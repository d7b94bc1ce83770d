//! Shared constants for change-bar navigation
//!
//! This module centralizes magic numbers used by the geometry resolver,
//! the layout engine and the PDF renderer.

use crate::types::Color;

// =============================================================================
// Unit Conversion
// =============================================================================

/// Points per inch
pub const POINTS_PER_INCH: f64 = 72.0;

/// Convert inches to points
#[inline]
pub fn in_to_pt(inches: f64) -> f64 {
    inches * POINTS_PER_INCH
}

/// Convert points to inches
#[inline]
pub fn pt_to_in(pt: f64) -> f64 {
    pt / POINTS_PER_INCH
}

// =============================================================================
// Default Page Dimensions
// =============================================================================

/// Page width assumed for annotation layout (US Letter: 8.5" × 72)
pub const LAYOUT_PAGE_WIDTH_PT: f32 = 612.0;

/// Fallback page height when a page has no readable MediaBox (US Letter)
pub const DEFAULT_PAGE_HEIGHT_PT: f32 = 792.0;

// =============================================================================
// Sampling
// =============================================================================

/// Default rasterization resolution (dots per inch)
pub const DEFAULT_DPI: u32 = 20;

/// Trimmed height reported for a crop with no content at all
pub const DEGENERATE_HEIGHT: u32 = 1;

// =============================================================================
// Annotation Box
// =============================================================================

/// Width of the "pages left" label box (points)
pub const ANNOTATION_BOX_WIDTH: f32 = 120.0;

/// Height of the "pages left" label box (points)
pub const ANNOTATION_BOX_HEIGHT: f32 = 36.0;

/// Gap between the label box and the page edges (points)
pub const ANNOTATION_MARGIN: f32 = 3.0;

/// Default font size for label text (points)
pub const LABEL_FONT_SIZE: f32 = 8.0;

/// Line height relative to font size
pub const LABEL_LINE_SPACING: f32 = 1.25;

// =============================================================================
// Palette
// =============================================================================

/// Link border for forward jumps
pub const LINK_RED: Color = Color::rgb(0.85, 0.1, 0.1);

/// Link border and label for the jump back after the last change
pub const FINISHED_GREEN: Color = Color::rgb(0.1, 0.6, 0.2);

/// Label text when the next jump enters a new section
pub const EMPHASIS_COLOR: Color = Color::rgb(0.1, 0.1, 0.1);

/// Label text when the next jump stays within the section
pub const MUTED_GRAY: Color = Color::rgb(0.55, 0.55, 0.55);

****************************************

• WHAT YOU HAVE TO DO:
Set the data down again in full, exactly as given.

• EXPECTED OUTPUT:
repository d7b94bc1ce83770d
//! Shared constants for change-bar navigation
//!
//! This module centralizes magic numbers used by the geometry resolver,
//! the layout engine and the PDF renderer.

use crate::types::Color;

// =============================================================================
// Unit Conversion
// =============================================================================

/// Points per inch
pub const POINTS_PER_INCH: f64 = 72.0;

/// Convert inches to points
#[inline]
pub fn in_to_pt(inches: f64) -> f64 {
    inches * POINTS_PER_INCH
}

/// Convert points to inches
#[inline]
pub fn pt_to_in(pt: f64) -> f64 {
    pt / POINTS_PER_INCH
}

// =============================================================================
// Default Page Dimensions
// =============================================================================

/// Page width assumed for annotation layout (US Letter: 8.5" × 72)
pub const LAYOUT_PAGE_WIDTH_PT: f32 = 612.0;

/// Fallback page height when a page has no readable MediaBox (US Letter)
pub const DEFAULT_PAGE_HEIGHT_PT: f32 = 792.0;

// =============================================================================
// Sampling
// =============================================================================

/// Default rasterization resolution (dots per inch)
pub const DEFAULT_DPI: u32 = 20;

/// Trimmed height reported for a crop with no content at all
pub const DEGENERATE_HEIGHT: u32 = 1;

// =============================================================================
// Annotation Box
// =============================================================================

/// Width of the "pages left" label box (points)
pub const ANNOTATION_BOX_WIDTH: f32 = 120.0;

/// Height of the "pages left" label box (points)
pub const ANNOTATION_BOX_HEIGHT: f32 = 36.0;

/// Gap between the label box and the page edges (points)
pub const ANNOTATION_MARGIN: f32 = 3.0;

/// Default font size for label text (points)
pub const LABEL_FONT_SIZE: f32 = 8.0;

/// Line height relative to font size
pub const LABEL_LINE_SPACING: f32 = 1.25;

// =============================================================================
// Palette
// =============================================================================

/// Link border for forward jumps
pub const LINK_RED: Color = Color::rgb(0.85, 0.1, 0.1);

/// Link border and label for the jump back after the last change
pub const FINISHED_GREEN: Color = Color::rgb(0.1, 0.6, 0.2);

/// Label text when the next jump enters a new section
pub const EMPHASIS_COLOR: Color = Color::rgb(0.1, 0.1, 0.1);

/// Label text when the next jump stays within the section
pub const MUTED_GRAY: Color = Color::rgb(0.55, 0.55, 0.55);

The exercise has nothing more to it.